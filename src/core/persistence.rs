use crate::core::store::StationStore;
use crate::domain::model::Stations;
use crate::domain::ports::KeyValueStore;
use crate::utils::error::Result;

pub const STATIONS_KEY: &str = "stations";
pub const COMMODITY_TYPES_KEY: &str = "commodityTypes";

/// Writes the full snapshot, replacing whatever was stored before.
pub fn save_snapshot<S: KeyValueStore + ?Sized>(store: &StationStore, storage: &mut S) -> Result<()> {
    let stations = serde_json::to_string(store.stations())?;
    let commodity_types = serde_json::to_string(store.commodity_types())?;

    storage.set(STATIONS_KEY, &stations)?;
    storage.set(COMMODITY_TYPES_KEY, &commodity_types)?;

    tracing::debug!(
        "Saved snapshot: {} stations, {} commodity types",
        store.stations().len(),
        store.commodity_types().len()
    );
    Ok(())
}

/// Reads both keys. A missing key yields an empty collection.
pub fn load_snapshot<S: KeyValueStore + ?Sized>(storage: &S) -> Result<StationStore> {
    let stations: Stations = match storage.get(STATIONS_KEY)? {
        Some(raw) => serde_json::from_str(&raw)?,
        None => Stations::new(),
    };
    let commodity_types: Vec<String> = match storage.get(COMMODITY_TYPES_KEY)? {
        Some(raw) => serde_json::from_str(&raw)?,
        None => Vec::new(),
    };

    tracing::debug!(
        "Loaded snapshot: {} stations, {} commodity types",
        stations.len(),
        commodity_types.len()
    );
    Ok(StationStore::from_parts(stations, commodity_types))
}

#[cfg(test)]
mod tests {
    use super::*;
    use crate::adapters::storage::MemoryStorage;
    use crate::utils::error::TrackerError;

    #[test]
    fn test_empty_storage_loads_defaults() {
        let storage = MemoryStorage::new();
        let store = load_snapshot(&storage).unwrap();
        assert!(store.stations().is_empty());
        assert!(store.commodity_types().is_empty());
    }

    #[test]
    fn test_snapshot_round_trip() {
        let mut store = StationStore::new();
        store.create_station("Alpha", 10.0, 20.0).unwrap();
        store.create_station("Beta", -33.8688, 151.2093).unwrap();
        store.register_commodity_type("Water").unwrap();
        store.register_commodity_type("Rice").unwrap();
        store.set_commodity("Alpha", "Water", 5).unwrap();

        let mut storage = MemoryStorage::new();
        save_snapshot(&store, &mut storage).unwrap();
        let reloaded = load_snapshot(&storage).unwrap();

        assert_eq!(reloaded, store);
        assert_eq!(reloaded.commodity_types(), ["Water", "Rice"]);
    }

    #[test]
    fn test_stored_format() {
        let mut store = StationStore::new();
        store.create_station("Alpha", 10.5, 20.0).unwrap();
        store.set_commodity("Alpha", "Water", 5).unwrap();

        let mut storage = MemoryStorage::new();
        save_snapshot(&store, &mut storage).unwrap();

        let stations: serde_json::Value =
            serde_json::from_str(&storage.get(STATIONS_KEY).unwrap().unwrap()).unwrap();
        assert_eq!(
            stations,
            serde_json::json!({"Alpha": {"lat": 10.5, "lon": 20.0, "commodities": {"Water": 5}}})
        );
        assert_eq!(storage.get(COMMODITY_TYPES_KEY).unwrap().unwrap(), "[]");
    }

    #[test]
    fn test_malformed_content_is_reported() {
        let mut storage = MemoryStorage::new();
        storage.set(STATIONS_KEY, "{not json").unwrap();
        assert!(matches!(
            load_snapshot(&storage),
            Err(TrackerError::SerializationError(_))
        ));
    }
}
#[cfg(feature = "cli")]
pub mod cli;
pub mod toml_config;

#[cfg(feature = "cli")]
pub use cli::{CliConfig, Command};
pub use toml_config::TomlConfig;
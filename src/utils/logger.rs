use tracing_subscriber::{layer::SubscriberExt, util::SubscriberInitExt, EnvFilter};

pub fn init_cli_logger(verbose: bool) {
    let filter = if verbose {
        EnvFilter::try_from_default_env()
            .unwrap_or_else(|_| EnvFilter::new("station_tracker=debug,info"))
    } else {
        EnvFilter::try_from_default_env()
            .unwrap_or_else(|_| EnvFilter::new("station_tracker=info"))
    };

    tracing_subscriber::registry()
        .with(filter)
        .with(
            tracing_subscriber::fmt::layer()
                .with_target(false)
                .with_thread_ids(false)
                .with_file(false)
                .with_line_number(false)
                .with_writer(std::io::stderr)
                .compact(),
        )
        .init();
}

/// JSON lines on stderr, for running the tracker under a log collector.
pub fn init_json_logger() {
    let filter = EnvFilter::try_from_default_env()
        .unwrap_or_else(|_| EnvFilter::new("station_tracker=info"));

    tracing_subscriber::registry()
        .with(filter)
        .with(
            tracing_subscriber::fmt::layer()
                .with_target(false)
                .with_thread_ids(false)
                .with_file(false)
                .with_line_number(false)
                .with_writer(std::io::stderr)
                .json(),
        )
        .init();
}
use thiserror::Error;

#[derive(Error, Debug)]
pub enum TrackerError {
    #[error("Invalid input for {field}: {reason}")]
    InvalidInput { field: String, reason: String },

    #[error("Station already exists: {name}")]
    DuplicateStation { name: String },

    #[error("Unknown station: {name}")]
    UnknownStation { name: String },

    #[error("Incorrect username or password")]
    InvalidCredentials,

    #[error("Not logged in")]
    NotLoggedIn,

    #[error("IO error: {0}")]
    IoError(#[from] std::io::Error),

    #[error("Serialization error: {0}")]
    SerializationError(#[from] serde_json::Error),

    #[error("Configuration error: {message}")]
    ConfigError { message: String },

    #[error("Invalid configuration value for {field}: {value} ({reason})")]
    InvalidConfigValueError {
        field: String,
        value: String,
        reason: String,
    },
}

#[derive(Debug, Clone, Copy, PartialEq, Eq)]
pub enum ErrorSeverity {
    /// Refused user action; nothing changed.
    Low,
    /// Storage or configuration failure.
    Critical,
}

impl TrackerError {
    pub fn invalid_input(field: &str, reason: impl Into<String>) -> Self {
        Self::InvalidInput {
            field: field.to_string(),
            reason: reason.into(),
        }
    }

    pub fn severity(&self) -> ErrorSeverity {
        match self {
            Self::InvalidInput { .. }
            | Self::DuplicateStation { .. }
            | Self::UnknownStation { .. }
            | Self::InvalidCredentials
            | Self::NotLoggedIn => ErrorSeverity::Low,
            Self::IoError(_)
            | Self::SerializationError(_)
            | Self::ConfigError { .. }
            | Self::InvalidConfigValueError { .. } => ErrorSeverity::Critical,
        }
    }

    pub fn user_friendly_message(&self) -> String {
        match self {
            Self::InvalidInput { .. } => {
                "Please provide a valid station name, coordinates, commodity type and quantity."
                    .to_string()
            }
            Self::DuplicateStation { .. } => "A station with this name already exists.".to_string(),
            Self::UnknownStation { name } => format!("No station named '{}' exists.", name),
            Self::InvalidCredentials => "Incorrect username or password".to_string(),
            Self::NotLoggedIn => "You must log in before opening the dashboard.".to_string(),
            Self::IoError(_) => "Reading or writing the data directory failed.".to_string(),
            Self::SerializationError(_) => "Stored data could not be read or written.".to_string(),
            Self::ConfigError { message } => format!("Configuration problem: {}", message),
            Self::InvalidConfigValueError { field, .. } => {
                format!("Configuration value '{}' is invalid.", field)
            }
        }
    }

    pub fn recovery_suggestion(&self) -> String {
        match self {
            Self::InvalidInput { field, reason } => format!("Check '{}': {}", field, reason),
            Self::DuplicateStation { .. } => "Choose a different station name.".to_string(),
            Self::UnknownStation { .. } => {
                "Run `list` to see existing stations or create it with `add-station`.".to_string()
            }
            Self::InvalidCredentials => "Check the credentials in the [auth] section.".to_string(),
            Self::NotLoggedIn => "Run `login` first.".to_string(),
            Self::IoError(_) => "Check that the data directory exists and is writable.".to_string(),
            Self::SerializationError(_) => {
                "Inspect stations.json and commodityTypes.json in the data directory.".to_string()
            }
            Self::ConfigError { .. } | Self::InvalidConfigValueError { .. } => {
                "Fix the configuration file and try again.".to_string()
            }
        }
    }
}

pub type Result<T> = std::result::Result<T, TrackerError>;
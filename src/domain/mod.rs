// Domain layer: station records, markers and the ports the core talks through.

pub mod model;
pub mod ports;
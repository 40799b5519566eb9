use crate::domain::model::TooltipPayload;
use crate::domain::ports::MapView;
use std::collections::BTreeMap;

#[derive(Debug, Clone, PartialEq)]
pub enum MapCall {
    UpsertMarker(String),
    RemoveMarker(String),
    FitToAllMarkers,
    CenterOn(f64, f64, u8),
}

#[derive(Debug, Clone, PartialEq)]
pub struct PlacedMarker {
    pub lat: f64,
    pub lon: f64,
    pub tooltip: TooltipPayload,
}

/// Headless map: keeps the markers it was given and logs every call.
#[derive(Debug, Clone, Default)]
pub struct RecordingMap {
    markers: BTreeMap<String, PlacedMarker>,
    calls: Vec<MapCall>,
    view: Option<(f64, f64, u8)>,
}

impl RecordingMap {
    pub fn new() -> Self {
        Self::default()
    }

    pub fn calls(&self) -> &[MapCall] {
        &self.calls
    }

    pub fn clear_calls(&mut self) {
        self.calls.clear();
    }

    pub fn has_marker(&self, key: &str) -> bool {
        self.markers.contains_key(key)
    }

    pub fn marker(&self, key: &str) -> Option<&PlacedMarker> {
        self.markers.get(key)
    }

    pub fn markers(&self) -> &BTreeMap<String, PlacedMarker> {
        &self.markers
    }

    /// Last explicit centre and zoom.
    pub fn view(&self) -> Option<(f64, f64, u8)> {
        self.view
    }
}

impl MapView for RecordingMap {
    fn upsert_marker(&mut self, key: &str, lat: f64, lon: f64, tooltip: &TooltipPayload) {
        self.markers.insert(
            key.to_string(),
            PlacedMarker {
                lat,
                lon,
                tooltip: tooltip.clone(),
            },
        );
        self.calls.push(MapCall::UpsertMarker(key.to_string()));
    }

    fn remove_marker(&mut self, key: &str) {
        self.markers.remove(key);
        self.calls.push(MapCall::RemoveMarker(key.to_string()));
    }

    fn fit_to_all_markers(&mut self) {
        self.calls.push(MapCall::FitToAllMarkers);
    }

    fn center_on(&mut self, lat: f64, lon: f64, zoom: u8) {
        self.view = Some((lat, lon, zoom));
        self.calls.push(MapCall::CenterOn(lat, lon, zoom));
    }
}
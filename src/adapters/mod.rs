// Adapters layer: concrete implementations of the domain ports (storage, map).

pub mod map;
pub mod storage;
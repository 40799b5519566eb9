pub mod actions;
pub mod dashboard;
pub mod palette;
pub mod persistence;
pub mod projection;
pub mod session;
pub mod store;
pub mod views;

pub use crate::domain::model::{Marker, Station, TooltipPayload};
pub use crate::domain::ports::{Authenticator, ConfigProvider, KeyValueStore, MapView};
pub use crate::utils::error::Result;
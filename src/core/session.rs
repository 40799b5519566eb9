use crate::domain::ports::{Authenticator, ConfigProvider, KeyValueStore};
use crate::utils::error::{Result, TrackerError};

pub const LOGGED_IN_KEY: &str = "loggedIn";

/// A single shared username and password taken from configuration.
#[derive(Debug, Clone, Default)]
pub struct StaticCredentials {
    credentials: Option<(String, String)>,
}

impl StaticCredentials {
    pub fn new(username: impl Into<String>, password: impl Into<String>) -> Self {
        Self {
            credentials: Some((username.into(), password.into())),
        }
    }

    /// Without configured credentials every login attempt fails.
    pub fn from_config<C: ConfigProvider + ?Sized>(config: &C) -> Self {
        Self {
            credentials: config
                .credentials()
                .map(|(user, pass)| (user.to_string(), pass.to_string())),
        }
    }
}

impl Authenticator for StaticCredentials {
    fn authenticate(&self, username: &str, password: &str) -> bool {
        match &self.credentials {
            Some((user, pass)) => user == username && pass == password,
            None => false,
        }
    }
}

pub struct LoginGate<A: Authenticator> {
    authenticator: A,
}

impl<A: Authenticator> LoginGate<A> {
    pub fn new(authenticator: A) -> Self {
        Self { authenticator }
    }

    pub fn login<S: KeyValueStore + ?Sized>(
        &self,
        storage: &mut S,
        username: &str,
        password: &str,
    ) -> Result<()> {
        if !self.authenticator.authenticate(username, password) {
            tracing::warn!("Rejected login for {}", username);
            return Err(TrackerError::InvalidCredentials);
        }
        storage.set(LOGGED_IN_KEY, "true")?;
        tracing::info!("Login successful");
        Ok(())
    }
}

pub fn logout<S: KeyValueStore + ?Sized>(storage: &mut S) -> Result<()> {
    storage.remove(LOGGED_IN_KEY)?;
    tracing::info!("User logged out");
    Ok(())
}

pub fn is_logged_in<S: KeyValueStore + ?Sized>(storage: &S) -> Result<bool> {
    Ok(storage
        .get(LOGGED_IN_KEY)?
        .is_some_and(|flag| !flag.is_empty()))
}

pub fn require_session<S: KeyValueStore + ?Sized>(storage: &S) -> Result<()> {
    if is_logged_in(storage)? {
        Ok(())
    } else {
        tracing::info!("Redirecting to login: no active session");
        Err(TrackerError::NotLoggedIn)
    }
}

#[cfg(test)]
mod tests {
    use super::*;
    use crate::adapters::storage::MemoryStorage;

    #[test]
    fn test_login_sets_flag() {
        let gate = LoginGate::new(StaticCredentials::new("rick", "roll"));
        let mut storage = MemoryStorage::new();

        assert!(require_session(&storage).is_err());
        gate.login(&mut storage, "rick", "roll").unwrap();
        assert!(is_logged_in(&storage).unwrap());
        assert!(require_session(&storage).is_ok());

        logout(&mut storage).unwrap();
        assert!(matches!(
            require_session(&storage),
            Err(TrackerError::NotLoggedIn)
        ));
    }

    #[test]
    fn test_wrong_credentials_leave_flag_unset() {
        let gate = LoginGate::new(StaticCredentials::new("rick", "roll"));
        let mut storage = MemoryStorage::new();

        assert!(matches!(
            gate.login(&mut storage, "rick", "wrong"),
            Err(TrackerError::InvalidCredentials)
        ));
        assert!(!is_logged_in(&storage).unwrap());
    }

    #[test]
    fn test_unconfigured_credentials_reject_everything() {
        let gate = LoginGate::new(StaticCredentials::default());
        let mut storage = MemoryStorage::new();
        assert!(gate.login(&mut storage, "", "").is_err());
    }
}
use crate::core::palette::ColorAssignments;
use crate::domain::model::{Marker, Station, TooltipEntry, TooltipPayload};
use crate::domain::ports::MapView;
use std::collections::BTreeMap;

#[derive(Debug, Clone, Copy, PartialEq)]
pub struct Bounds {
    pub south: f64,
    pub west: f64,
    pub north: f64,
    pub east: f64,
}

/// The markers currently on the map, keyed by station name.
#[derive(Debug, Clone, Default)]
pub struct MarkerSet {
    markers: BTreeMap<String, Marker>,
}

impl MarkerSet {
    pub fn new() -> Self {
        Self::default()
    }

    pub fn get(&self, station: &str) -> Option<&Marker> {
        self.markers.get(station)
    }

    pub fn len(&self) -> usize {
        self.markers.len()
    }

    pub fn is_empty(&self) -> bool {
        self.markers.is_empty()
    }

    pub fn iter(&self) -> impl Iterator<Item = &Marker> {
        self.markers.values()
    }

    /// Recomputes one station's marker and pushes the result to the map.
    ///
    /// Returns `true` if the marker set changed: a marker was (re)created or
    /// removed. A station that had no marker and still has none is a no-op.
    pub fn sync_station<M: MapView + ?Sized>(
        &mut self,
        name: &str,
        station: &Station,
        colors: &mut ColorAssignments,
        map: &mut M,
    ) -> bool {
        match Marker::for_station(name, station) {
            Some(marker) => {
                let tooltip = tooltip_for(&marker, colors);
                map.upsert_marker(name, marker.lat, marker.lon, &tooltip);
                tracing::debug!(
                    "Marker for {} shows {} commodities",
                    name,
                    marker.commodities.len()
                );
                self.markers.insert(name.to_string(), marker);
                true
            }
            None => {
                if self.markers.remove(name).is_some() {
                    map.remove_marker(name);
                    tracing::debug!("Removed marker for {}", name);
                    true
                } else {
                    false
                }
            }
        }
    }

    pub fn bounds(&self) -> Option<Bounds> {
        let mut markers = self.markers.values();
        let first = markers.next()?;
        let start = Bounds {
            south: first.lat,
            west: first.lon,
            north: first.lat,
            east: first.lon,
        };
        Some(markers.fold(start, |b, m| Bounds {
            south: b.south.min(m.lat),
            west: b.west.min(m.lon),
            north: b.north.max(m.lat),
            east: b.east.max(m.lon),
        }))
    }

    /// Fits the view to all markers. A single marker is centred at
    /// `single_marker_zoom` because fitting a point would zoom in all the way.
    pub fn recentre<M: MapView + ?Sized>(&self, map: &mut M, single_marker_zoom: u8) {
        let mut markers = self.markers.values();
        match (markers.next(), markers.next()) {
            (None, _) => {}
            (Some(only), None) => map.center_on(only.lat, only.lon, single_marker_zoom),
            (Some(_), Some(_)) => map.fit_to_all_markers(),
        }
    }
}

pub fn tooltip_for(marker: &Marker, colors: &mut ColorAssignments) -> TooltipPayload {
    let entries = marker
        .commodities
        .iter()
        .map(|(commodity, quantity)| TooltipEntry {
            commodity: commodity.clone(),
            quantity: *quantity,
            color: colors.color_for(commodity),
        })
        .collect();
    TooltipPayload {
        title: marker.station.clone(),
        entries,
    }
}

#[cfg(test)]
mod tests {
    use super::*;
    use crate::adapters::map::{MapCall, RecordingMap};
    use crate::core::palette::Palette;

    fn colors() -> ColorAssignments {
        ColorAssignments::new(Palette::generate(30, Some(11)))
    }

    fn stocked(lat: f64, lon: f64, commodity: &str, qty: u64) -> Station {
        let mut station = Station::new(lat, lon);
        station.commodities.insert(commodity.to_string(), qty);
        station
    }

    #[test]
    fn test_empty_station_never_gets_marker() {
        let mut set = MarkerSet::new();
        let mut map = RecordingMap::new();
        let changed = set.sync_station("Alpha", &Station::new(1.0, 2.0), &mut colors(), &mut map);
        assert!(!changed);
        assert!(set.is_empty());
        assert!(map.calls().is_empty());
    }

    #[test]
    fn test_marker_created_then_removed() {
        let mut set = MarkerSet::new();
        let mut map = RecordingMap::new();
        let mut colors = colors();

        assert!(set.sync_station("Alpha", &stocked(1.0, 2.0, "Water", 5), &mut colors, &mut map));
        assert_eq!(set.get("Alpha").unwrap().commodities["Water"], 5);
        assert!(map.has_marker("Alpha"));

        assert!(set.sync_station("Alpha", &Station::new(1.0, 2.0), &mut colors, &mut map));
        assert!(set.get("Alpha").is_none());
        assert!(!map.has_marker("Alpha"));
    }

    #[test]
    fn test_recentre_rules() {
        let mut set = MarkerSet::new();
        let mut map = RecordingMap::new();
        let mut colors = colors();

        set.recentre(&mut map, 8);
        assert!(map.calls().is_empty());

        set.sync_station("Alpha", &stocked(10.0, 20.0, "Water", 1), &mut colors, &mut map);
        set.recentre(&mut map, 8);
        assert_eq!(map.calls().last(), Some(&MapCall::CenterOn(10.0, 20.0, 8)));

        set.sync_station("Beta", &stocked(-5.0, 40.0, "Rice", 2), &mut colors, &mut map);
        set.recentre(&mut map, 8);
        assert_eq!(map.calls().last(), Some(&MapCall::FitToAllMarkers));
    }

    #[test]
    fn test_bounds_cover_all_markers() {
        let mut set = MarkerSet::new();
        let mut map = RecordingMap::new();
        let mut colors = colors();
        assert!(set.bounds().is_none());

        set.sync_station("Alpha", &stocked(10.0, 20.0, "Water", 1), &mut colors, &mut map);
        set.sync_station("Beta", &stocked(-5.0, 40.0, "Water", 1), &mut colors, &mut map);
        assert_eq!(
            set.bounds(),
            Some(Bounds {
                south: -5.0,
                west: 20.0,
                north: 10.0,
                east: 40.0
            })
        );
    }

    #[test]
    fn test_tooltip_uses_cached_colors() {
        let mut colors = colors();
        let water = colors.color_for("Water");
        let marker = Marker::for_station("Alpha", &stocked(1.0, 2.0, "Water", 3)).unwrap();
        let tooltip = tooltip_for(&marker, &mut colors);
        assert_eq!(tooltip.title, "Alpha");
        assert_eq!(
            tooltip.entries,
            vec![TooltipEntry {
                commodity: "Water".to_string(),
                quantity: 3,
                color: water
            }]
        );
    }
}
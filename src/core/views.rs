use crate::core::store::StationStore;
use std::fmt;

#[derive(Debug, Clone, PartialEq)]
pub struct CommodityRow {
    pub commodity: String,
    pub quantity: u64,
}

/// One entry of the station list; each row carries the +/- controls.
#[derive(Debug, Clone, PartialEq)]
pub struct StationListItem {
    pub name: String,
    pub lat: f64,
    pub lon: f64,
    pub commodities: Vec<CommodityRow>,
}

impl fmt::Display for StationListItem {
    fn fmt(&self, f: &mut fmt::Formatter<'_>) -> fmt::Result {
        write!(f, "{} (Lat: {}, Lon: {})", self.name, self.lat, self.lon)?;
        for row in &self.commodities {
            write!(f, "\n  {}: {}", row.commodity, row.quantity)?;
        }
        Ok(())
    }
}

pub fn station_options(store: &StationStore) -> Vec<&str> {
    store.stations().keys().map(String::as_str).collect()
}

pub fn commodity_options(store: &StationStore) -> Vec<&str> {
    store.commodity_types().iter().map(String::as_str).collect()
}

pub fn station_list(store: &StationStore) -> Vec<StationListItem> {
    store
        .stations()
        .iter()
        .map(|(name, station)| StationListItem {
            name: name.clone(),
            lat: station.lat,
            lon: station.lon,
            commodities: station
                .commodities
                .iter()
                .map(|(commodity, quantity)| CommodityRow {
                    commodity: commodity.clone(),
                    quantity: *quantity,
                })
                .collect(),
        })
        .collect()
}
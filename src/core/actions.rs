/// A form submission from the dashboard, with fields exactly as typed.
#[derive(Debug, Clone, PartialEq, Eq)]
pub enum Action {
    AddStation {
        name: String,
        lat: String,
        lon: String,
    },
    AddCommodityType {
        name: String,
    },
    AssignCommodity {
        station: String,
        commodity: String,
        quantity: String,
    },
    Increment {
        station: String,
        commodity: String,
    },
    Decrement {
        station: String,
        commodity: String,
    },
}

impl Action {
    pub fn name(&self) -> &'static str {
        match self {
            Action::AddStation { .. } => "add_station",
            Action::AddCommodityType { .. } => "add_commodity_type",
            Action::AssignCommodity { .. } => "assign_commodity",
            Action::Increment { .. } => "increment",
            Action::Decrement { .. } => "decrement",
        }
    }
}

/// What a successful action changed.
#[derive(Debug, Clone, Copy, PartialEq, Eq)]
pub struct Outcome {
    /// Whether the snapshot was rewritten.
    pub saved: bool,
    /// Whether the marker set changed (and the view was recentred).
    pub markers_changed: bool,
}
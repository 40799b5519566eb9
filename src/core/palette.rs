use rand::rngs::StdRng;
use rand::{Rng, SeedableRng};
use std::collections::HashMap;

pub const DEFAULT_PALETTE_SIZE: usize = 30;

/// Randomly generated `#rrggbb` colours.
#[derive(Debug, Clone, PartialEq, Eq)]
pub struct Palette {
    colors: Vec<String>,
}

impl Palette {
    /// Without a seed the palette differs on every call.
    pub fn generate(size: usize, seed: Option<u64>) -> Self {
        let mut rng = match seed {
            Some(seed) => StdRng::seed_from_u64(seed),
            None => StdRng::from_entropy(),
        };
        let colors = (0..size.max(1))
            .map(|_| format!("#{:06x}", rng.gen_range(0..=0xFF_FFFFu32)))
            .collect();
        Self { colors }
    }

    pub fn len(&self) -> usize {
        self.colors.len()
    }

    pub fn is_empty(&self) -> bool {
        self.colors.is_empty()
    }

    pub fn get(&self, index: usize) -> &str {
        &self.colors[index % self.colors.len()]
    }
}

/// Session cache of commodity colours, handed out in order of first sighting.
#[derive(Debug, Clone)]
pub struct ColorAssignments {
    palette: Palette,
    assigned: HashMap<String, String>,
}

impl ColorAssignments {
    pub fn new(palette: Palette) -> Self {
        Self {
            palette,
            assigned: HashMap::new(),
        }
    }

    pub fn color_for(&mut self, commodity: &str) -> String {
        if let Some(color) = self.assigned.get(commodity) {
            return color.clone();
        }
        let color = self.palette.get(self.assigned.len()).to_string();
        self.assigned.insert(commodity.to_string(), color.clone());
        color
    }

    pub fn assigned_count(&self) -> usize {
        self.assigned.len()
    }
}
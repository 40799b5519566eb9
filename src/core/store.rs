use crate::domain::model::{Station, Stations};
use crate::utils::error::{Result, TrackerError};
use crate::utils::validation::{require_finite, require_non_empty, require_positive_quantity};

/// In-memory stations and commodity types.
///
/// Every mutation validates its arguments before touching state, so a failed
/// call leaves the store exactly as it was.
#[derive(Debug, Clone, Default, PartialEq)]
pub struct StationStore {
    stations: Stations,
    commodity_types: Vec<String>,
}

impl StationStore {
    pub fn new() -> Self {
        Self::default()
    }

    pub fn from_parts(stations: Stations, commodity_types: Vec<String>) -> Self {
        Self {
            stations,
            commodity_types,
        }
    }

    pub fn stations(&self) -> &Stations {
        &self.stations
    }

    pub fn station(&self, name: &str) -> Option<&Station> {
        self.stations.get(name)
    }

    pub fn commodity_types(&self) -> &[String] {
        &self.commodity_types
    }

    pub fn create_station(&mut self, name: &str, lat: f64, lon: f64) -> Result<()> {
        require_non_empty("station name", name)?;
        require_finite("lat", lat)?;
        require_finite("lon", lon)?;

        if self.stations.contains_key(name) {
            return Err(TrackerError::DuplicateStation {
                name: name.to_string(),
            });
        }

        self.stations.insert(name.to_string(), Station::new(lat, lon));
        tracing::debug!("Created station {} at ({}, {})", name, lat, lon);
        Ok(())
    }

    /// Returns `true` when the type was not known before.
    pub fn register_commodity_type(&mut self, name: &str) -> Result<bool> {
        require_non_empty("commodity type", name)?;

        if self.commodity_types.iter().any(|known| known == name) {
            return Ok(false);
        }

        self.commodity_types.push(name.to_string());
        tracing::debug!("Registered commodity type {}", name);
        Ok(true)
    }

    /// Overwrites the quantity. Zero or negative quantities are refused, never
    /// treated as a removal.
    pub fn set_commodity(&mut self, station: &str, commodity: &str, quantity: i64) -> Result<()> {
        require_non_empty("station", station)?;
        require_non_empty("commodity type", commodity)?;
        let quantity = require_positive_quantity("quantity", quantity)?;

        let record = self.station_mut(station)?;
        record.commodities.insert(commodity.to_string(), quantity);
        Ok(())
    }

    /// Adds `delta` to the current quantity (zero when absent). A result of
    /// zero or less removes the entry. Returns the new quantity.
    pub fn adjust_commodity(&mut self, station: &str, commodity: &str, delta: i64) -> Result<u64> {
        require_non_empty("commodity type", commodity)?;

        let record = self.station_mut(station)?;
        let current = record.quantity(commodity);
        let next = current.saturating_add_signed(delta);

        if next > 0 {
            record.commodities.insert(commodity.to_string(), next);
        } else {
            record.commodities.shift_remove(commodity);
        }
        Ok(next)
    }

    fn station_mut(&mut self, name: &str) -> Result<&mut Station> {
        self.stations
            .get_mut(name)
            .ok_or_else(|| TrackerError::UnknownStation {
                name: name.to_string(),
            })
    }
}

YOUR ASSIGNMENT
Set every line down again exactly. Begin with the first line of the entries and finish with the line containing "pub const COMMODITY_TYPES_KEY: &str".

SOLUTION BELOW
filename src/core/persistence.rs
use crate::core::store::StationStore;
use crate::domain::model::Stations;
use crate::domain::ports::KeyValueStore;
use crate::utils::error::Result;

pub const STATIONS_KEY: &str = "stations";
pub const COMMODITY_TYPES_KEY: &str = "commodityTypes";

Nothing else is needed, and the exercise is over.